Mannix remained realistic about what could be achieved with the resources available:
Of course, Cardinal Newman's ideal was a Catholic University, in which, side by side with the other sciences, theology would take its place, and an honoured place. Unfortunately, we were not within sight of that ideal in Australia, and, therefore, I think I might venture to say, that if Cardinal Newman were today in Melbourne, he would urge Catholics to make the best of their opportunities, and to avail themselves of the University which was in their midst.
Mannix was not just a visionary or a skilled adaptor to institutional realities--he also took a leading role in the practical matter of raising the funds needed to build Newman College. The cost was met through donations, a process described by B.A. Santamaria:
The appeal was conducted personally by Mannix. He undertook a preaching campaign from the pulpits of Melbourne's churches throughout the year [1915]. He also went on a personal `begging mission' (as he later called it) to almost every one of Melbourne's small group of wealthy Catholics. After many anxious moments, in which it seemed the appeal would fail, by the end of December it was over-subscribed.

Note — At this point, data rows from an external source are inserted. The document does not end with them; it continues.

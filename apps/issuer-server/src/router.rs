use std::any::Any;
use std::net::TcpListener;
use std::sync::Arc;
use std::time::Duration;

use axum::http::{Request, Response};
use axum::response::IntoResponse;
use axum::routing::{get, post};
use axum::{Router, middleware};
use issuer_core::IssuerCore;
use issuer_core::config::core_config::AppConfig;
use sql_data_provider::{DataLayer, DbConn};
use tower_http::catch_panic::CatchPanicLayer;
use tower_http::trace::TraceLayer;
use tracing::{Span, info, info_span};
use utoipa::openapi::security::{HttpAuthScheme, HttpBuilder, SecurityScheme};
use utoipa::{Modify, OpenApi};

use crate::ServerConfig;
use crate::dto::response::ErrorResponse;
use crate::endpoint::{self, misc, oid4vci};
use crate::middleware::get_http_request_context;

pub(crate) struct InternalAppState {
    pub core: IssuerCore,
    pub config: Arc<ServerConfig>,
}

pub(crate) type AppState = Arc<InternalAppState>;

pub async fn start_server(listener: TcpListener, config: AppConfig<ServerConfig>, db_conn: DbConn) {
    listener
        .set_nonblocking(true)
        .expect("Failed to set listener non-blocking");

    let core = IssuerCore::new(Arc::new(DataLayer::build(db_conn)), &config.core)
        .expect("Failed to initialize issuer core");

    let config = Arc::new(config.app);
    let state: AppState = Arc::new(InternalAppState {
        core,
        config: config.to_owned(),
    });

    let addr = listener.local_addr().expect("Invalid TCP listener");
    info!("Starting server at http://{addr}");

    let router = router(state, config);

    axum::serve(
        tokio::net::TcpListener::from_std(listener)
            .expect("failed to convert to tokio TcpListener"),
        router.into_make_service(),
    )
    .await
    .expect("Failed to start axum server");
}

fn router(state: AppState, config: Arc<ServerConfig>) -> Router {
    let token = post(oid4vci::controller::oid4vci_create_token);
    let credential = post(oid4vci::controller::oid4vci_create_credential);
    let issuer_metadata = get(oid4vci::controller::oid4vci_get_issuer_metadata);
    let openid_configuration = get(oid4vci::controller::oid4vci_get_openid_configuration);

    let oid4vci = Router::new()
        .route("/api/v1/token", token.clone())
        .route("/api/v1/credential", credential.clone())
        .route(
            "/api/v1/.well-known/openid-credential-issuer",
            issuer_metadata.clone(),
        )
        .route(
            "/api/v1/.well-known/openid-configuration",
            openid_configuration.clone(),
        )
        // unversioned duplicates kept for older wallets
        .route("/token", token)
        .route("/credential", credential)
        .route("/.well-known/openid-credential-issuer", issuer_metadata)
        .route("/.well-known/openid-configuration", openid_configuration);

    let mut technical_endpoints = Router::new().route("/health", get(misc::health_check));

    if config.enable_metrics {
        technical_endpoints = technical_endpoints.route("/metrics", get(misc::get_metrics));
    }

    if config.enable_open_api {
        let openapi_documentation = gen_openapi_documentation();
        technical_endpoints = technical_endpoints.route(
            "/api-docs/openapi.json",
            get(move || async move { axum::Json(openapi_documentation) }),
        );
    }

    Router::new()
        .merge(oid4vci)
        .layer(
            TraceLayer::new_for_http()
                .make_span_with(|request: &Request<_>| {
                    let context = get_http_request_context(request);
                    info_span!(
                        "http_request",
                        method = context.method,
                        path = context.path,
                        service = "issuer",
                        RequestId = context.request_id,
                    )
                })
                .on_request(|request: &Request<_>, _span: &Span| {
                    tracing::debug!(
                        "SERVICE CALL START {} {}",
                        request.method(),
                        request.uri().path()
                    )
                })
                .on_failure(|_, _, _: &_| {}) // override default on_failure handler
                .on_response(|response: &Response<_>, _: Duration, _span: &Span| {
                    tracing::debug!("SERVICE CALL END {}", response.status())
                }),
        )
        .layer(middleware::from_fn(crate::middleware::metrics_counter))
        .merge(technical_endpoints)
        .layer(CatchPanicLayer::custom(handle_panic))
        .with_state(state)
}

fn handle_panic(err: Box<dyn Any + Send + 'static>) -> axum::response::Response {
    let message = if let Some(s) = err.downcast_ref::<String>() {
        s.clone()
    } else if let Some(s) = err.downcast_ref::<&str>() {
        s.to_string()
    } else {
        "Unknown panic message".to_string()
    };

    tracing::error!("Panic: {message}");

    ErrorResponse::for_panic(message).into_response()
}

pub fn gen_openapi_documentation() -> utoipa::openapi::OpenApi {
    #[derive(OpenApi)]
    #[openapi(
        paths(
            endpoint::oid4vci::controller::oid4vci_create_token,
            endpoint::oid4vci::controller::oid4vci_create_credential,
            endpoint::oid4vci::controller::oid4vci_get_issuer_metadata,
            endpoint::oid4vci::controller::oid4vci_get_openid_configuration,

            endpoint::misc::health_check,
            endpoint::misc::get_metrics,
        ),
        components(
            schemas(
                endpoint::oid4vci::dto::OpenID4VCITokenRequestRestDTO,
                endpoint::oid4vci::dto::OpenID4VCITokenResponseRestDTO,
                endpoint::oid4vci::dto::OpenID4VCICredentialRequestRestDTO,
                endpoint::oid4vci::dto::OpenID4VCIProofRequestRestDTO,
                endpoint::oid4vci::dto::CredentialResponseEncryptionRestDTO,
                endpoint::oid4vci::dto::PublicJwkRestDTO,

                crate::dto::error::ErrorResponseRestDTO,
            )
        ),
        modifiers(&SecurityAddon),
        tags(
            (name = "oid4vci", description = "OpenID for Verifiable Credential Issuance"),
            (name = "other", description = "Other utility endpoints"),
        ),
    )]
    struct ApiDoc;

    struct SecurityAddon;

    impl Modify for SecurityAddon {
        fn modify(&self, openapi: &mut utoipa::openapi::OpenApi) {
            if let Some(components) = openapi.components.as_mut() {
                components.add_security_scheme(
                    "OpenID4VCI",
                    SecurityScheme::Http(
                        HttpBuilder::new()
                            .scheme(HttpAuthScheme::Bearer)
                            .description(Some("Access token from the token endpoint"))
                            .build(),
                    ),
                )
            }
        }
    }

    let mut docs = ApiDoc::openapi();
    docs.info.title = "Issuer OID4VCI API".into();
    docs.info.version = env!("CARGO_PKG_VERSION").into();
    docs
}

Although the new college was envisaged along traditional Oxford
lines, the Archdiocese made use of one of the more modern among
the leading architects then working in Australia. Walter Burley Griffin
was not local, neither a Catholic nor a member of any Christian
denomination, indeed he adhered to esoteric beliefs in theosophy.
The design that was commissioned, nevertheless, was consistent
with the pattern of an Oxford residential college.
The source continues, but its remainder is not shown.